Doubt regarding Cantor's diagonalization argument [closed]

Question

So, we use Cantor's diagonalization argument to prove that the Universal Turing Machine is not a decider.

I understand the overall argument but have a problem regarding one caveat mentioned in my book.

My book says that some real numbers like 2.000... and 1.999... have different decimal representations but are actually the same real numbers. Suppose we have a bijection $ f: N \rightarrow R$ where $N$ and $R$ are the sets of natural and real numbers respectively. Now, suppose $f(1) = 1.999...$ and no $x \in N$ exists such that $f(x) = 2.000...$. In such a scenario it is possible that the diagonalization argument ends up constructing the real number $2.000...$ which is already in our list since $1.999...$ and $2.000...$ are the same real numbers. To get around this problem, we never select 0 or 9 when constructing our number.
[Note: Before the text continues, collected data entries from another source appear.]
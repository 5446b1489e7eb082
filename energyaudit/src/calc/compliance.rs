//! PEC compliance checks for Schedule of Loads records.

use serde::{Deserialize, Serialize};

use super::voltage_drop::{lookup_conductor, PecCalculator};
use super::ComplianceChecker;
use crate::circuit::schema::{line_current, LoadItem, LoadSchedule, PhaseConfiguration};

#[derive(Debug, Clone, Default, PartialEq, Serialize, Deserialize)]
#[serde(rename_all = "camelCase")]
pub struct ComplianceReport {
    pub is_compliant: bool,
    pub issues: Vec<String>,
    pub recommendations: Vec<String>,
}

impl PecCalculator {
    fn check_item(&self, item: &LoadItem, voltage: f64, power_factor: f64, phase: PhaseConfiguration) -> ComplianceReport {
        let mut issues = Vec::new();
        let mut recommendations = Vec::new();

        if item.circuit_breaker.as_deref().map_or(true, |b| b.trim().is_empty()) {
            issues.push(format!("{}: no circuit breaker specified", item.description));
            recommendations.push("Specify an overcurrent protection device for the circuit".to_string());
        }

        let current = if item.current > 0.0 {
            item.current
        } else {
            line_current(item.effective_demand_load(), voltage, power_factor, phase)
        };

        match item.conductor_size.as_deref().map(lookup_conductor) {
            None => {
                issues.push(format!("{}: no conductor size specified", item.description));
                recommendations.push("Size the branch conductor for the load current".to_string());
            }
            Some(None) => {
                issues.push(format!("{}: unrecognized conductor size", item.description));
            }
            Some(Some((spec, _))) => {
                let required = current * self.continuous_load_factor;
                if spec.ampacity(item.conductor_material) < required {
                    issues.push(format!(
                        "{}: conductor ampacity {:.0} A below required {:.1} A",
                        item.description,
                        spec.ampacity(item.conductor_material),
                        required
                    ));
                    recommendations.push("Increase the conductor size".to_string());
                }
            }
        }

        if let Some(results) = &item.voltage_drop_results {
            if results.voltage_drop_percent > self.max_voltage_drop_percent {
                issues.push(format!(
                    "{}: voltage drop {:.2}% exceeds {:.1}%",
                    item.description, results.voltage_drop_percent, self.max_voltage_drop_percent
                ));
                if let Some(size) = &item.optimal_conductor_size {
                    recommendations.push(format!("Use {} conductors to bring the drop within limits", size));
                } else {
                    recommendations.push("Shorten the run or increase the conductor size".to_string());
                }
            }
        }

        ComplianceReport {
            is_compliant: issues.is_empty(),
            issues,
            recommendations,
        }
    }
}

impl ComplianceChecker for PecCalculator {
    fn check_load_item(&self, item: &LoadItem, voltage: f64) -> ComplianceReport {
        self.check_item(item, voltage, 1.0, PhaseConfiguration::SinglePhase)
    }

    fn update_load_schedule_compliance(&self, schedule: &LoadSchedule) -> LoadSchedule {
        let loads_ok = schedule.loads.iter().all(|item| {
            self.check_item(item, schedule.voltage, schedule.power_factor, schedule.phase_configuration)
                .is_compliant
        });
        let feeder_ok = schedule
            .voltage_drop_percent
            .map_or(true, |pct| pct <= self.max_voltage_drop_percent);

        let mut updated = schedule.clone();
        updated.is_pec_compliant = Some(loads_ok && feeder_ok);
        updated
    }
}

#[cfg(test)]
mod tests {
    use super::*;
    use crate::circuit::schema::VoltageDropResult;

    #[test]
    fn test_compliant_item() {
        let calc = PecCalculator::new();
        let item = LoadItem::new("L1", "Lighting", 10, 100.0)
            .with_conductor("12 AWG", 20.0)
            .with_breaker("20AT");
        let report = calc.check_load_item(&item, 230.0);
        assert!(report.is_compliant, "{:?}", report.issues);
    }

    #[test]
    fn test_missing_breaker_and_excess_drop() {
        let calc = PecCalculator::new();
        let mut item = LoadItem::new("L1", "Lighting", 10, 100.0).with_conductor("12 AWG", 20.0);
        item.voltage_drop_results = Some(VoltageDropResult {
            voltage_drop_percent: 4.2,
            voltage_drop: 9.66,
            receiving_end_voltage: 220.34,
            is_compliant: false,
            max_allowed_drop_percent: 3.0,
        });
        let report = calc.check_load_item(&item, 230.0);
        assert!(!report.is_compliant);
        assert_eq!(report.issues.len(), 2);
        assert_eq!(report.recommendations.len(), 2);
    }

    #[test]
    fn test_schedule_compliance_is_pure() {
        let calc = PecCalculator::new();
        let schedule = LoadSchedule::new("P-1", "Panel 1", 230.0, 0.9)
            .with_load(LoadItem::new("L1", "Lighting", 10, 100.0).with_conductor("12 AWG", 20.0));
        let updated = calc.update_load_schedule_compliance(&schedule);
        assert_eq!(updated.is_pec_compliant, Some(false));
        assert!(schedule.is_pec_compliant.is_none());
    }
}
use chrono::{DateTime, Utc};
use serde::{Deserialize, Serialize};

/// How serious a disagreement between the two calculators is
#[derive(Debug, Clone, Copy, PartialEq, Eq, Hash, PartialOrd, Ord, Serialize, Deserialize)]
#[serde(rename_all = "lowercase")]
pub enum ConflictSeverity {
    Low,
    Medium,
    High,
    Critical,
}

impl std::fmt::Display for ConflictSeverity {
    fn fmt(&self, f: &mut std::fmt::Formatter<'_>) -> std::fmt::Result {
        let s = match self {
            ConflictSeverity::Low => "low",
            ConflictSeverity::Medium => "medium",
            ConflictSeverity::High => "high",
            ConflictSeverity::Critical => "critical",
        };
        f.write_str(s)
    }
}

/// Which value the two calculators disagree on
#[derive(Debug, Clone, Copy, PartialEq, Eq, Hash, PartialOrd, Ord, Serialize, Deserialize)]
#[serde(rename_all = "kebab-case")]
pub enum ConflictType {
    VoltageDropMismatch,
    ConductorLengthMismatch,
}

impl ConflictType {
    pub fn as_str(&self) -> &'static str {
        match self {
            ConflictType::VoltageDropMismatch => "voltage-drop-mismatch",
            ConflictType::ConductorLengthMismatch => "conductor-length-mismatch",
        }
    }

    pub fn unit(&self) -> &'static str {
        match self {
            ConflictType::VoltageDropMismatch => "%",
            ConflictType::ConductorLengthMismatch => "m",
        }
    }
}

impl std::fmt::Display for ConflictType {
    fn fmt(&self, f: &mut std::fmt::Formatter<'_>) -> std::fmt::Result {
        f.write_str(self.as_str())
    }
}

/// One side's value and the time it was authored (epoch ms)
#[derive(Debug, Clone, Copy, PartialEq, Serialize, Deserialize)]
pub struct SourceValue {
    pub value: f64,
    pub timestamp: i64,
}

impl SourceValue {
    pub fn new(value: f64, timestamp: i64) -> Self {
        Self { value, timestamp }
    }
}

/// How a conflict is settled
#[derive(Debug, Clone, Copy, PartialEq, Serialize, Deserialize)]
#[serde(tag = "strategy", content = "value", rename_all = "kebab-case")]
pub enum ResolutionStrategy {
    /// Take the Voltage Drop calculator's value
    VoltageDrop,
    /// Take the Schedule of Loads value
    ScheduleOfLoads,
    /// Use a value chosen by the user
    Manual(f64),
    /// Newest value wins
    Merge,
}

impl std::fmt::Display for ResolutionStrategy {
    fn fmt(&self, f: &mut std::fmt::Formatter<'_>) -> std::fmt::Result {
        match self {
            ResolutionStrategy::VoltageDrop => write!(f, "voltage-drop"),
            ResolutionStrategy::ScheduleOfLoads => write!(f, "schedule-of-loads"),
            ResolutionStrategy::Manual(v) => write!(f, "manual({})", v),
            ResolutionStrategy::Merge => write!(f, "merge"),
        }
    }
}

/// A detected disagreement between the two calculators for one circuit.
///
/// Conflicts are never removed; resolving one only marks it resolved.
#[derive(Debug, Clone, PartialEq, Serialize, Deserialize)]
#[serde(rename_all = "camelCase")]
pub struct Conflict {
    pub id: String,
    /// Canonical id of the voltage drop circuit in the disputed pair
    pub circuit_id: String,
    /// Canonical id of the Schedule of Loads counterpart
    pub counterpart_id: String,
    pub name: String,
    #[serde(rename = "type")]
    pub conflict_type: ConflictType,
    pub severity: ConflictSeverity,
    pub timestamp: DateTime<Utc>,
    pub resolved: bool,
    pub voltage_drop_source: SourceValue,
    pub schedule_of_loads_source: SourceValue,
    pub voltage_drop_compliant: Option<bool>,
    pub schedule_of_loads_compliant: Option<bool>,
    #[serde(default, skip_serializing_if = "Option::is_none")]
    pub resolution: Option<ResolutionStrategy>,
    #[serde(default, skip_serializing_if = "Option::is_none")]
    pub resolved_at: Option<DateTime<Utc>>,
    /// Sequence numbers of the log events that document this conflict
    #[serde(default)]
    pub audit_trail: Vec<u64>,
}

impl Conflict {
    pub fn delta(&self) -> f64 {
        (self.voltage_drop_source.value - self.schedule_of_loads_source.value).abs()
    }

    pub fn key(&self) -> (&str, ConflictType) {
        (self.circuit_id.as_str(), self.conflict_type)
    }
}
I don't understand two things. First, why do $1.999...$ and $2.000...$ represent the same real number? Second, how never selecting 0 or 9 solves the problem this poses?

Answer 1

There are several issues with your question but perhaps I can clarify some issues.

First off you assume $f(1) = 1.999...$ and also that no $x \in \mathbb{N}$ exists such that $f(x) = 2$ but that's a contradiction in terms because $1.999... = 2$ and thus $f(1) = 2$.

Why does $1.999... = 2$? Well there's an easy answer but not fulfilling answer and a more complicated answer that I find satisfactory. The easy answer is that $1 = \sum_{i=1}^{\infty}9*10^{-i}$ (the general form $(N - 1)*N^{-i}$ holds for all $N$) and $0.99...$ is definitionally $\sum_{i=1}^{\infty}9*10^{-i}$

A more satisfactory answer comes from understanding the representation of real numbers as you would in an analysis class and understanding when we define two real numbers to be equal. There are many different representations and I'll get details wrong here if I try and give you a precise example but the basic idea of most representations is to represent a real number as a sequence (sometimes its not a sequence but generally) of finite (generally rational) approximations. So $[1/1, 1/1, ...]$ is a real number representing 1.0 and $A = [9/10, 99/100, 999/1000, ...]$ is another that as we shale see is equivlent. Notice that the terms in that are the finite sums of $\sum_{i=1}^{\infty}9*10^{-i}$. We define the summation to be the sequence of its finite summations. If the sum converges then this defines a valid real number. Why does $[2/1, 2/1, ...] = [19/10, 199/100, ...]$? Because for any $\epsilon > 0$ I choose you can find an $N$ such that the difference of the $N$th elements of each sequences is within $[-\epsilon, \epsilon]$ or in a nutshell, the approximations become arbitrarily close. Take this paragraph with a grain of salt though, I'm being handy wavy and imprecise.

The traditional proof of cantor's argument that there are more reals than naturals uses the decimal expansions of the real numbers. As we've seen a real number can have more than one decimal expansion. So when converting a bijection from the naturals to the reals into a list of decimal expansions we need to choose a canonical choice. The axiom of choice just lets us do this for free but it sounds like your book tried to do something different. It isn't clear to me what your book did exactly from your description. Here's a potential way but it relies on further knowledge of reals and decimal expansions.

Take for granted that only the rationals with terminating decimal expansions (e.g. not 1/7 or 1/3 but 1/2 = 0.5 and 1/8 = 0.125 etc.. are valid) have two representations. Then its clear that every real number has exactly one non-terminating representation. So for our decimal expansions if we restrict ourselves to the non-terminating expansions we have no ambiguity.